In my childhood imagination there were two Londons; the first a grand, golden, royal city, a collage of TV images and magazine pictures of Buckingham Palace, royal coaches, Big Ben, the Tower of London and Beefeaters; the second, a dark, chaotic old place, verging on the grotesque, which sprang straight from pages of Charles Dickens’ novels, of crowded houses, dirty streets, close, noisy taverns, seething courtrooms, dank prisons, oppressive poverty and omnipresent injustice. 1947
Most of my first London is here, part of the living landscape, easily recognisable, and, in reality, pretty much as it was in the pictures. Much of the second remains too. As Ed Glinert writes in his book Literary London, “There is little of London that isn’t Dickensian, so intensely did the author walk its streets and use both its major landmarks and its more obscure sites in his stories”. However, hidden behind the overlays of time and progress, the Dickensian London is harder to find and demands more of the imagination. So, armed with Literary London and following Glinert’s guided walk, “From Dickens’ House to Fagan’s Den” I set off to uncover it.
The walk is a rough triangle. It leads out along Holborn’s Theobald Road, a roaring traffic clogged, concrete bounded thoroughfare, into Oliver Twist territory, first to Hatton Garden, site of Fang’s “very notorious Metropolitain Police Station’ then to Saffron Hill, locale of Bill Sykes Three Cripples pub. It continues along Clerkenwall Green, scene of Oliver Twist’s arrest, then turns into Goswell Road where Mr Pickwick lived. It passes the 21st century village of Barbican and follows Aldergate Street, which sits like an urban gorge at the bottom of cliffs of glass and steel and where, at the long-gone Albion Hotel, Dickens celebrated the completion of Nicholas Nickleby. At Cheapside, where abseiling builders crawl like flies up the side of a fat, round tower and where Mr Jaggers meets Pip in Great Expectations, it turns again. Leading back along Newgate Street, past the site of the infamous Newgate Prison, where Fagin is excecuted, Barnaby Rudge imprisoned and Magwitch of Great Expectations dies, it crosses the Holborn Viaduct, above the site of Fagin’s den. It passes the 16th century Staple Inn, described in Edwin Drood and still standing, Chancery Lane, the setting for Bleak House and Gray’s Inn where Dickens worked as a solicitor’s clerk. Here, back at Theobald Road, the triangle closes but the walk continues, over to Great Ormond Street past the Childrens’ Hospital where little Johnny dies in Our Mutual Friend. It finishes at Doughty Street, at the Charles Dickens House and Museum.

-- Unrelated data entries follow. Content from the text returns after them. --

//! Cubic spline interpolation and separable resampling of lattice data
//!
//! Splines use natural boundary conditions where second derivatives are zero at
//! the endpoints. Multi-dimensional lattice data is resampled one axis at a time,
//! which gives a tensor-product cubic interpolant on a regular grid.

use crate::io::error::{GrowthError, Result, computation_error};
use ndarray::{ArrayD, Axis, IxDyn};

/// Cubic spline interpolation with natural boundary conditions
///
/// Provides C2 continuous interpolation through a set of data points
/// using piecewise cubic polynomials
#[derive(Debug, Clone)]
pub struct Cubic {
    x_values: Vec<f64>,
    y_values: Vec<f64>,
    second_derivatives: Vec<f64>,
}

impl Cubic {
    /// Create a spline through `(x, y)` pairs with strictly increasing `x`
    ///
    /// # Errors
    ///
    /// Returns `InsufficientSamples` for fewer than two points, and a computation
    /// error for mismatched lengths or non-increasing knots
    pub fn new(x_values: Vec<f64>, y_values: Vec<f64>) -> Result<Self> {
        if x_values.len() != y_values.len() {
            return Err(computation_error(
                "cubic spline",
                &format!(
                    "{} knots but {} values",
                    x_values.len(),
                    y_values.len()
                ),
            ));
        }
        if x_values.len() < 2 {
            return Err(GrowthError::InsufficientSamples {
                operation: "cubic spline",
                required: 2,
                available: x_values.len(),
            });
        }
        if x_values.windows(2).any(|pair| pair.first() >= pair.last()) {
            return Err(computation_error(
                "cubic spline",
                &"knots must be strictly increasing",
            ));
        }

        let n = x_values.len();
        let mut second_derivatives = vec![0.0; n];
        let mut decomposed = vec![0.0; n];

        // Forward sweep of the tridiagonal system over interior knots
        for (offset, (xs, ys)) in x_values.windows(3).zip(y_values.windows(3)).enumerate() {
            let (&[x0, x1, x2], &[y0, y1, y2]) = (xs, ys) else {
                continue;
            };
            let i = offset + 1;
            let previous_second = second_derivatives.get(i - 1).copied().unwrap_or(0.0);
            let previous_decomposed = decomposed.get(i - 1).copied().unwrap_or(0.0);

            let sig = (x1 - x0) / (x2 - x0);
            let p = sig.mul_add(previous_second, 2.0);
            let slope_change = (y2 - y1) / (x2 - x1) - (y1 - y0) / (x1 - x0);

            if let Some(value) = second_derivatives.get_mut(i) {
                *value = (sig - 1.0) / p;
            }
            if let Some(value) = decomposed.get_mut(i) {
                *value = sig.mul_add(-previous_decomposed, 6.0 * slope_change / (x2 - x0)) / p;
            }
        }

        // Natural boundary at the last knot, then back substitution
        if let Some(last) = second_derivatives.last_mut() {
            *last = 0.0;
        }
        for k in (0..n - 1).rev() {
            let next = second_derivatives.get(k + 1).copied().unwrap_or(0.0);
            let u = decomposed.get(k).copied().unwrap_or(0.0);
            if let Some(value) = second_derivatives.get_mut(k) {
                *value = value.mul_add(next, u);
            }
        }

        Ok(Self {
            x_values,
            y_values,
            second_derivatives,
        })
    }

    /// Create a spline over knots `0, 1, ..., n - 1`
    ///
    /// # Errors
    ///
    /// Returns `InsufficientSamples` for fewer than two values
    pub fn uniform(y_values: Vec<f64>) -> Result<Self> {
        let x_values = (0..y_values.len()).map(|i| i as f64).collect();
        Self::new(x_values, y_values)
    }

    /// Evaluate the spline at `x`
    ///
    /// Points outside the knot range return the nearest boundary value.
    ///
    /// # Errors
    ///
    /// Returns a computation error if the spline segment cannot be located
    pub fn evaluate(&self, x: f64) -> Result<f64> {
        let missing = || computation_error("cubic spline", &"segment lookup out of range");

        let (Some(&first_x), Some(&last_x)) = (self.x_values.first(), self.x_values.last())
        else {
            return Err(missing());
        };
        if x <= first_x {
            return self.y_values.first().copied().ok_or_else(missing);
        }
        if x >= last_x {
            return self.y_values.last().copied().ok_or_else(missing);
        }

        let khi = self.x_values.partition_point(|&knot| knot <= x);
        let klo = khi.checked_sub(1).ok_or_else(missing)?;

        let x_lo = *self.x_values.get(klo).ok_or_else(missing)?;
        let x_hi = *self.x_values.get(khi).ok_or_else(missing)?;
        let y_lo = *self.y_values.get(klo).ok_or_else(missing)?;
        let y_hi = *self.y_values.get(khi).ok_or_else(missing)?;
        let sd_lo = *self.second_derivatives.get(klo).ok_or_else(missing)?;
        let sd_hi = *self.second_derivatives.get(khi).ok_or_else(missing)?;

        let h = x_hi - x_lo;
        let a = (x_hi - x) / h;
        let b = (x - x_lo) / h;

        Ok(a * y_lo
            + b * y_hi
            + ((a.powi(3) - a) * sd_lo + (b.powi(3) - b) * sd_hi) * h.powi(2) / 6.0)
    }
}

/// Evenly spaced positions covering `[0, knots - 1]` in knot units
///
/// Used to map a regular output grid onto integer lattice knots.
pub fn grid_positions(knots: usize, resolution: usize) -> Vec<f64> {
    let span = knots.saturating_sub(1) as f64;
    let last = resolution.saturating_sub(1).max(1) as f64;
    (0..resolution).map(|k| k as f64 * span / last).collect()
}

/// Resample one axis of a lattice array with natural cubic splines
///
/// Every one-dimensional lane along `axis` is treated as samples at knots
/// `0, 1, ..., n - 1` and evaluated at `targets`. Other axes are left untouched.
///
/// # Errors
///
/// Returns an error if the axis does not exist or has fewer than two knots
pub fn resample_axis(input: &ArrayD<f64>, axis: usize, targets: &[f64]) -> Result<ArrayD<f64>> {
    let mut shape = input.shape().to_vec();
    let extent = shape.get_mut(axis).ok_or_else(|| {
        computation_error("resampling", &format!("axis {axis} out of range"))
    })?;
    *extent = targets.len();

    let mut output = ArrayD::<f64>::zeros(IxDyn(&shape));
    for (lane_in, mut lane_out) in input
        .lanes(Axis(axis))
        .into_iter()
        .zip(output.lanes_mut(Axis(axis)))
    {
        let spline = Cubic::uniform(lane_in.to_vec())?;
        for (slot, &target) in lane_out.iter_mut().zip(targets) {
            *slot = spline.evaluate(target)?;
        }
    }

    Ok(output)
}

/// Resample every axis of a lattice array onto a regular grid
///
/// `resolution` points are placed per axis, spanning the full knot range.
///
/// # Errors
///
/// Returns `InsufficientSamples` if any axis has fewer than two knots
pub fn resample_grid(lattice: &ArrayD<f64>, resolution: usize) -> Result<ArrayD<f64>> {
    (0..lattice.ndim()).try_fold(lattice.clone(), |current, axis| {
        let targets = grid_positions(current.len_of(Axis(axis)), resolution);
        resample_axis(&current, axis, &targets)
    })
}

This was a long day’s walk, punctuated by many breaks and deviations. It was thought-provoking, rather moving journey too. It was trip down memory lane, back to the world of Oliver Twist, Mr Pickwick, Pip, Barnaby Rudge and Dickens himself. It gave a scope and a context to my Dickensian London.
In reality though, there is little left of Dickens’ London, just a few fragmented glimpses, some plaques and a lot of lingering ghosts among the distractions of towering glass and concrete, the roaring traffic and the constrained grey city suits. London, as Dickens knew and drew it, is long gone, buried with the Victorian world from which it was born. And a good thing too, many would say, probably even Mr Dickens himself. But still, I for one, will always be grateful for and stand in awe of the sensitive soul, the keen eye and the brilliant pen, that wove that London into so many unforgettable stories and gave it life in our imaginations. I’m grateful, too, to Mr Glinert for tracing these places from the stories and setting them down in a path for others to follow.